I'm going off to London for a few days at the end of January to my friend Stewart's 80th Birthday Party. I remembered that I had nikudot (points) on my El Al Europe account. So I asked my trusty Travel Agent, Ilana, to see how many points I had - enough for a free ticket? Yes. I needed 900 points - I had 944 - no problem. And - to make matters even better El Al is having a "special" until the end of the year - 650 points instead of 900 for a ticket to London. So that I have points left over toward another flight to Europe. Couldn't be better - no?

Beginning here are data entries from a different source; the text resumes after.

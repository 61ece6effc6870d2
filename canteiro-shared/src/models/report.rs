//! Dashboard aggregates
//!
//! One call collects the counters and series the dashboard charts: headcount, compliance
//! deadlines, stock levels and PPE deliveries per month.

use chrono::{Duration, NaiveDate};
use serde::Serialize;
use sqlx::PgPool;
use uuid::Uuid;

use super::timesheet::Month;

/// Days ahead that count as "expiring"
pub const EXPIRY_WINDOW_DAYS: i64 = 30;

/// Months in the delivery series, current month included
pub const SERIES_MONTHS: usize = 6;

#[derive(Debug, Clone, PartialEq, Eq, Serialize, sqlx::FromRow)]
pub struct StatusCount {
    pub status: String,
    pub count: i64,
}

#[derive(Debug, Clone, PartialEq, Eq, Serialize)]
pub struct MonthlyDeliveries {
    /// `YYYY-MM`
    pub month: String,
    pub deliveries: i64,
    pub quantity: i64,
}

#[derive(Debug, Clone, Serialize)]
pub struct Dashboard {
    pub generated_on: NaiveDate,
    pub active_employees: i64,
    pub employees_by_status: Vec<StatusCount>,
    pub active_ppe_deliveries: i64,
    pub ca_expiring: i64,
    pub overdue_health_certificates: i64,
    pub trainings_expiring: i64,
    pub low_stock_ppe: i64,
    pub low_stock_supplies: i64,
    pub assets_by_status: Vec<StatusCount>,
    pub pending_vacations: i64,
    pub unread_notifications: i64,
    pub deliveries_by_month: Vec<MonthlyDeliveries>,
}

/// Builds the monthly series ending at `last`, oldest first, filling gaps with zeros
pub fn delivery_series(last: Month, months: usize, rows: &[(String, i64, i64)]) -> Vec<MonthlyDeliveries> {
    let mut keys = Vec::with_capacity(months);
    let mut month = last;
    for _ in 0..months {
        keys.push(month.to_string());
        month = month.previous();
    }
    keys.reverse();

    keys.into_iter()
        .map(|key| {
            let (deliveries, quantity) = rows
                .iter()
                .find(|(month, _, _)| *month == key)
                .map(|(_, deliveries, quantity)| (*deliveries, *quantity))
                .unwrap_or((0, 0));
            MonthlyDeliveries {
                month: key,
                deliveries,
                quantity,
            }
        })
        .collect()
}

async fn count(pool: &PgPool, sql: &str, company_id: Uuid, date: Option<NaiveDate>) -> Result<i64, sqlx::Error> {
    let mut query = sqlx::query_scalar::<_, i64>(sql).bind(company_id);
    if let Some(date) = date {
        query = query.bind(date);
    }
    let value = query.fetch_one(pool).await?;

    Ok(value)
}

impl Dashboard {
    pub async fn load(pool: &PgPool, company_id: Uuid, today: NaiveDate) -> Result<Self, sqlx::Error> {
        let horizon = today + Duration::days(EXPIRY_WINDOW_DAYS);

        let employees_by_status = sqlx::query_as::<_, StatusCount>(
            r#"
            SELECT status::text AS status, COUNT(*) AS count
            FROM employees WHERE company_id = $1
            GROUP BY status ORDER BY status
            "#,
        )
        .bind(company_id)
        .fetch_all(pool)
        .await?;

        let active_employees = employees_by_status
            .iter()
            .find(|row| row.status == "active")
            .map(|row| row.count)
            .unwrap_or(0);

        let assets_by_status = sqlx::query_as::<_, StatusCount>(
            r#"
            SELECT status::text AS status, COUNT(*) AS count
            FROM assets WHERE company_id = $1
            GROUP BY status ORDER BY status
            "#,
        )
        .bind(company_id)
        .fetch_all(pool)
        .await?;

        let active_ppe_deliveries = count(
            pool,
            "SELECT COUNT(*) FROM ppe_deliveries WHERE company_id = $1 AND returned_at IS NULL",
            company_id,
            None,
        )
        .await?;

        let ca_expiring = count(
            pool,
            "SELECT COUNT(*) FROM ppe_items WHERE company_id = $1 AND ca_expires_on <= $2",
            company_id,
            Some(horizon),
        )
        .await?;

        // Active employees whose every ASO is past its expiry
        let overdue_health_certificates = count(
            pool,
            r#"
            SELECT COUNT(*) FROM employees e
            WHERE e.company_id = $1 AND e.status = 'active'
              AND EXISTS (SELECT 1 FROM health_certificates h WHERE h.employee_id = e.id)
              AND NOT EXISTS (
                  SELECT 1 FROM health_certificates h
                  WHERE h.employee_id = e.id AND (h.expires_on IS NULL OR h.expires_on >= $2)
              )
            "#,
            company_id,
            Some(today),
        )
        .await?;

        let trainings_expiring = sqlx::query_scalar::<_, i64>(
            r#"
            SELECT COUNT(*) FROM trainings
            WHERE company_id = $1 AND expires_on >= $2 AND expires_on <= $3
            "#,
        )
        .bind(company_id)
        .bind(today)
        .bind(horizon)
        .fetch_one(pool)
        .await?;

        let low_stock_ppe = count(
            pool,
            "SELECT COUNT(*) FROM ppe_items WHERE company_id = $1 AND stock_quantity <= min_stock",
            company_id,
            None,
        )
        .await?;

        let low_stock_supplies = count(
            pool,
            r#"
            SELECT COUNT(*) FROM assets
            WHERE company_id = $1 AND kind = 'supply' AND status <> 'retired' AND quantity <= min_quantity
            "#,
            company_id,
            None,
        )
        .await?;

        let pending_vacations = count(
            pool,
            "SELECT COUNT(*) FROM vacations WHERE company_id = $1 AND status = 'requested'",
            company_id,
            None,
        )
        .await?;

        let unread_notifications = count(
            pool,
            "SELECT COUNT(*) FROM notifications WHERE company_id = $1 AND read_at IS NULL",
            company_id,
            None,
        )
        .await?;

        let current = Month::of(today);
        let mut first = current;
        for _ in 1..SERIES_MONTHS {
            first = first.previous();
        }
        let since = first.first_day().unwrap_or(today);

        let rows: Vec<(String, i64, i64)> = sqlx::query_as(
            r#"
            SELECT to_char(date_trunc('month', delivered_on), 'YYYY-MM') AS month,
                   COUNT(*) AS deliveries,
                   COALESCE(SUM(quantity), 0)::BIGINT AS quantity
            FROM ppe_deliveries
            WHERE company_id = $1 AND delivered_on >= $2
            GROUP BY 1
            "#,
        )
        .bind(company_id)
        .bind(since)
        .fetch_all(pool)
        .await?;

        Ok(Dashboard {
            generated_on: today,
            active_employees,
            employees_by_status,
            active_ppe_deliveries,
            ca_expiring,
            overdue_health_certificates,
            trainings_expiring,
            low_stock_ppe,
            low_stock_supplies,
            assets_by_status,
            pending_vacations,
            unread_notifications,
            deliveries_by_month: delivery_series(current, SERIES_MONTHS, &rows),
        })
    }
}
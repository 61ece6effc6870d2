/// Employment contract endpoints
///
/// - `GET /v1/contracts` - List (filters: `employee_id`, `status`, `contract_type`)
/// - `POST /v1/contracts` - Create
/// - `GET|PATCH|DELETE /v1/contracts/:id`

use super::record_audit;
use crate::{
    app::AppState,
    error::{ApiError, ApiResult},
};
use axum::{
    extract::{Path, Query, State},
    http::StatusCode,
    Json,
};
use canteiro_shared::{
    auth::{
        authorization::{require_permission, ResourcePermission},
        middleware::AuthContext,
    },
    models::{
        contract::{Contract, ContractFilter, CreateContract, UpdateContract},
        ListParams, Page,
    },
};
use serde_json::json;
use uuid::Uuid;
use validator::Validate;

pub async fn list_contracts(
    State(state): State<AppState>,
    auth: AuthContext,
    Query(params): Query<ListParams>,
    Query(filter): Query<ContractFilter>,
) -> ApiResult<Json<Page<Contract>>> {
    require_permission(&state.db, &auth, ResourcePermission::Read).await?;

    let page = params.page(Contract::SORTABLE, "start_date")?;
    let contracts = Contract::list(&state.db, auth.company_id, &filter, &page).await?;

    Ok(Json(contracts))
}

/// Create a contract
///
/// # Errors
///
/// - `404 Not Found`: the employee is not in the caller's company
/// - `422 Unprocessable Entity`: end date before start date, negative salary
pub async fn create_contract(
    State(state): State<AppState>,
    auth: AuthContext,
    Json(req): Json<CreateContract>,
) -> ApiResult<(StatusCode, Json<Contract>)> {
    require_permission(&state.db, &auth, ResourcePermission::Write).await?;
    req.validate()?;

    let contract = Contract::create(&state.db, auth.company_id, req)
        .await?
        .ok_or_else(|| ApiError::not_found("Employee"))?;

    record_audit(
        &state,
        &auth,
        "contract.created",
        "contract",
        Some(contract.id),
        json!({
            "employee_id": contract.employee_id,
            "contract_type": contract.contract_type,
            "start_date": contract.start_date,
        }),
    )
    .await;

    Ok((StatusCode::CREATED, Json(contract)))
}

pub async fn get_contract(
    State(state): State<AppState>,
    auth: AuthContext,
    Path(id): Path<Uuid>,
) -> ApiResult<Json<Contract>> {
    require_permission(&state.db, &auth, ResourcePermission::Read).await?;

    let contract = Contract::find_by_id(&state.db, auth.company_id, id)
        .await?
        .ok_or_else(|| ApiError::not_found("Contract"))?;

    Ok(Json(contract))
}

/// Dates are re-checked by the database, so a patch moving only one of them still
/// cannot invert the range
pub async fn update_contract(
    State(state): State<AppState>,
    auth: AuthContext,
    Path(id): Path<Uuid>,
    Json(req): Json<UpdateContract>,
) -> ApiResult<Json<Contract>> {
    require_permission(&state.db, &auth, ResourcePermission::Write).await?;
    req.validate()?;

    let contract = Contract::update(&state.db, auth.company_id, id, req)
        .await?
        .ok_or_else(|| ApiError::not_found("Contract"))?;

    record_audit(
        &state,
        &auth,
        "contract.updated",
        "contract",
        Some(id),
        json!({ "status": contract.status, "end_date": contract.end_date }),
    )
    .await;

    Ok(Json(contract))
}

pub async fn delete_contract(
    State(state): State<AppState>,
    auth: AuthContext,
    Path(id): Path<Uuid>,
) -> ApiResult<StatusCode> {
    require_permission(&state.db, &auth, ResourcePermission::Manage).await?;

    if !Contract::delete(&state.db, auth.company_id, id).await? {
        return Err(ApiError::not_found("Contract"));
    }

    record_audit(&state, &auth, "contract.deleted", "contract", Some(id), json!({})).await;

    Ok(StatusCode::NO_CONTENT)
}
/// Health check endpoint
///
/// # Endpoint
///
/// ```text
/// GET /health
/// ```
///
/// # Response
///
/// ```json
/// {
///   "status": "healthy",
///   "version": "0.1.0",
///   "database": "connected",
///   "pool": { "active": 1, "idle": 3 }
/// }
/// ```

use crate::{app::AppState, error::ApiResult};
use axum::{extract::State, Json};
use canteiro_shared::db::pool::{get_pool_stats, health_check as db_health_check};
use serde::{Deserialize, Serialize};

/// Health check response
#[derive(Debug, Serialize, Deserialize)]
pub struct HealthResponse {
    /// `healthy` or `degraded`
    pub status: String,
    pub version: String,
    /// `connected` or `disconnected`
    pub database: String,
    pub pool: PoolInfo,
}

#[derive(Debug, Serialize, Deserialize)]
pub struct PoolInfo {
    pub active: usize,
    pub idle: usize,
}

/// Reports service health; never fails so load balancers always get a body
pub async fn health_check(State(state): State<AppState>) -> ApiResult<Json<HealthResponse>> {
    let connected = db_health_check(&state.db).await.is_ok();
    let stats = get_pool_stats(&state.db);

    Ok(Json(HealthResponse {
        status: if connected { "healthy" } else { "degraded" }.to_string(),
        version: env!("CARGO_PKG_VERSION").to_string(),
        database: if connected { "connected" } else { "disconnected" }.to_string(),
        pool: PoolInfo {
            active: stats.active_connections,
            idle: stats.idle_connections,
        },
    }))
}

This morning Ilana called me. I have exactly the flights I want, seats on the aisle, the hotel I wanted - perfect. I have to pay "only" an additional $245 for the ticket. An additional $245 for the ticket? Yes. Why? For the fuel and airport taxes. Isn't that like going to a restaurant, ordering a meal and then being charged "additional" for the plates and cutlery? I don't understand.

Speaking of restaurants - I fail to understand why, when you order one quarter of a chicken you pay more for white meat than for dark meat. I mean one quarter is one quarter - is it not? Isn't one quarter 25% of a whole? Therefore, one quarter of a whole - whichever quarter it is - should be the same price as any other quarter - shouldn't it? I don't understand.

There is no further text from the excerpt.